▶ **LISTED ENTRIES**:
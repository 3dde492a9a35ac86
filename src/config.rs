//! System configuration parameters.
//!
//! All tunable parameters for the regulator core.  Values are persisted
//! through a [`ConfigPort`](crate::app::ports::ConfigPort) implementation
//! (NVS, file, web UI — not this crate's concern) and can change at
//! runtime through the [`Regulator`](crate::app::service::Regulator)
//! setters.

use serde::{Deserialize, Serialize};

use crate::error::{Error, Result};

/// Timing and effectiveness parameters for one actuation channel
/// (a device working on behalf of one quantity/direction).
#[derive(Debug, Clone, Copy, Serialize, Deserialize)]
pub struct ActuationTiming {
    /// On-phase length per pulse (ms).
    pub duration_ms: u64,
    /// Off-phase after the pulse before the cycle resolves (ms).
    pub delay_ms: u64,
    /// Minimum observed movement for the actuation to count as working.
    pub effective_threshold: f32,
    /// Cooldown after declaring the actuation ineffective (minutes,
    /// 0 disables the retry).
    pub no_effect_delay_mins: u32,
}

/// Temperature control section.
#[derive(Debug, Clone, Copy, Serialize, Deserialize)]
pub struct TemperatureControl {
    pub enabled: bool,
    /// Alarm threshold (°C) below which heating engages.
    pub alarm_low: f32,
    /// Alarm threshold (°C) above which venting engages.
    pub alarm_high: f32,
    /// Minimum delta (°C) for the trend tracker to record a change.
    pub hysteresis: f32,
    /// Calibration offset applied to the outdoor reading (°C).
    pub offset: f32,
    /// Smoothing window size in samples (< 2 disables smoothing).
    pub smoothing_window: usize,
    pub fan: ActuationTiming,
    pub heater: ActuationTiming,
}

/// Humidity control section.
#[derive(Debug, Clone, Copy, Serialize, Deserialize)]
pub struct HumidityControl {
    pub enabled: bool,
    /// Alarm threshold (% RH) below which wetting engages.
    pub alarm_low: f32,
    /// Alarm threshold (% RH) above which venting engages.
    pub alarm_high: f32,
    pub hysteresis: f32,
    pub offset: f32,
    pub smoothing_window: usize,
    pub fan: ActuationTiming,
    /// Humidifier channel.  `duration_ms` is the fallback pulse length
    /// when the predictor has nothing to say.
    pub wetting: ActuationTiming,
    /// Clamp window for predicted wetting runs (ms).
    pub predict_min_ms: u64,
    pub predict_max_ms: u64,
}

/// CO2 control section.  CO2 has no low side — nothing adds CO2; the
/// only actuation is venting excess.
#[derive(Debug, Clone, Copy, Serialize, Deserialize)]
pub struct Co2Control {
    pub enabled: bool,
    /// Alarm threshold (ppm) above which venting engages.
    pub alarm_high: f32,
    pub hysteresis: f32,
    pub offset: f32,
    pub smoothing_window: usize,
    pub fan: ActuationTiming,
}

/// Core regulator configuration.
#[derive(Debug, Clone, Serialize, Deserialize)]
pub struct GreenhouseConfig {
    /// Sensor scan (and control re-evaluation) interval (ms).
    pub sensor_scan_interval_ms: u64,
    /// How often dirty predictor profiles are flushed to storage (ms).
    pub profile_save_interval_ms: u64,

    pub temperature: TemperatureControl,
    pub humidity: HumidityControl,
    pub co2: Co2Control,
}

impl Default for GreenhouseConfig {
    fn default() -> Self {
        Self {
            sensor_scan_interval_ms: 2000,
            profile_save_interval_ms: 30_000,

            temperature: TemperatureControl {
                enabled: true,
                alarm_low: 18.0,
                alarm_high: 28.0,
                hysteresis: 0.2,
                offset: 0.0,
                smoothing_window: 5,
                fan: ActuationTiming {
                    duration_ms: 60_000, // 1 min venting pulse
                    delay_ms: 120_000,   // 2 min to settle
                    effective_threshold: 0.5,
                    no_effect_delay_mins: 10,
                },
                heater: ActuationTiming {
                    duration_ms: 600_000, // heating is slow: 10 min
                    delay_ms: 300_000,    // 5 min to spread
                    effective_threshold: 0.5,
                    no_effect_delay_mins: 15,
                },
            },

            humidity: HumidityControl {
                enabled: true,
                alarm_low: 80.0,
                alarm_high: 95.0,
                hysteresis: 0.5,
                offset: 0.0,
                smoothing_window: 5,
                fan: ActuationTiming {
                    duration_ms: 60_000,
                    delay_ms: 120_000,
                    effective_threshold: 1.0,
                    no_effect_delay_mins: 10,
                },
                wetting: ActuationTiming {
                    duration_ms: 15_000, // fallback when unlearned
                    delay_ms: 60_000,
                    effective_threshold: 1.0,
                    no_effect_delay_mins: 10,
                },
                predict_min_ms: 10_000,
                predict_max_ms: 20_000,
            },

            co2: Co2Control {
                enabled: true,
                alarm_high: 1200.0,
                hysteresis: 25.0,
                offset: 0.0,
                smoothing_window: 3,
                fan: ActuationTiming {
                    duration_ms: 60_000,
                    delay_ms: 120_000,
                    effective_threshold: 50.0,
                    no_effect_delay_mins: 10,
                },
            },
        }
    }
}

impl GreenhouseConfig {
    /// Range-check the configuration.  [`ConfigPort`] implementations
    /// must call this before persisting — invalid values are rejected,
    /// not silently clamped.
    ///
    /// [`ConfigPort`]: crate::app::ports::ConfigPort
    pub fn validate(&self) -> Result<()> {
        if self.sensor_scan_interval_ms < 100 {
            return Err(Error::Config("sensor scan interval below 100 ms"));
        }
        if self.temperature.alarm_low >= self.temperature.alarm_high {
            return Err(Error::Config("temperature low threshold must be below high"));
        }
        if self.humidity.alarm_low >= self.humidity.alarm_high {
            return Err(Error::Config("humidity low threshold must be below high"));
        }
        if !(0.0..=100.0).contains(&self.humidity.alarm_low)
            || !(0.0..=100.0).contains(&self.humidity.alarm_high)
        {
            return Err(Error::Config("humidity thresholds must be within 0-100 %"));
        }
        if self.co2.alarm_high <= 0.0 {
            return Err(Error::Config("CO2 threshold must be positive"));
        }
        if self.humidity.predict_min_ms > self.humidity.predict_max_ms {
            return Err(Error::Config("wetting predict window is inverted"));
        }
        if self.temperature.hysteresis < 0.0
            || self.humidity.hysteresis < 0.0
            || self.co2.hysteresis < 0.0
        {
            return Err(Error::Config("hysteresis must not be negative"));
        }
        Ok(())
    }
}

#[cfg(test)]
mod tests {
    use super::*;

    #[test]
    fn default_config_is_sane() {
        let c = GreenhouseConfig::default();
        assert!(c.validate().is_ok());
        assert!(c.temperature.alarm_low < c.temperature.alarm_high);
        assert!(c.humidity.alarm_low < c.humidity.alarm_high);
        assert!(c.co2.alarm_high > 0.0);
        assert!(c.humidity.predict_min_ms <= c.humidity.predict_max_ms);
        assert!(c.sensor_scan_interval_ms > 0);
    }

    #[test]
    fn inverted_thresholds_rejected() {
        let mut c = GreenhouseConfig::default();
        c.temperature.alarm_low = 30.0;
        c.temperature.alarm_high = 20.0;
        assert!(c.validate().is_err());
    }

    #[test]
    fn humidity_out_of_percent_range_rejected() {
        let mut c = GreenhouseConfig::default();
        c.humidity.alarm_high = 130.0;
        assert!(c.validate().is_err());
    }

    #[test]
    fn negative_hysteresis_rejected() {
        let mut c = GreenhouseConfig::default();
        c.co2.hysteresis = -1.0;
        assert!(c.validate().is_err());
    }

    #[test]
    fn serde_roundtrip() {
        let c = GreenhouseConfig::default();
        let json = serde_json::to_string(&c).unwrap();
        let c2: GreenhouseConfig = serde_json::from_str(&json).unwrap();
        assert!((c.temperature.alarm_low - c2.temperature.alarm_low).abs() < 0.001);
        assert_eq!(c.humidity.predict_max_ms, c2.humidity.predict_max_ms);
        assert_eq!(c.co2.fan.duration_ms, c2.co2.fan.duration_ms);
    }

    #[test]
    fn postcard_roundtrip() {
        let c = GreenhouseConfig::default();
        let bytes = postcard::to_allocvec(&c).unwrap();
        let c2: GreenhouseConfig = postcard::from_bytes(&bytes).unwrap();
        assert_eq!(c.sensor_scan_interval_ms, c2.sensor_scan_interval_ms);
        assert!((c.co2.alarm_high - c2.co2.alarm_high).abs() < 0.001);
    }
}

▶ **WHAT IS BEING ASKED**: Of all the lines in the records, how many have the word "section"? Write only the number.

▶ **TASK RESPONSE**: 3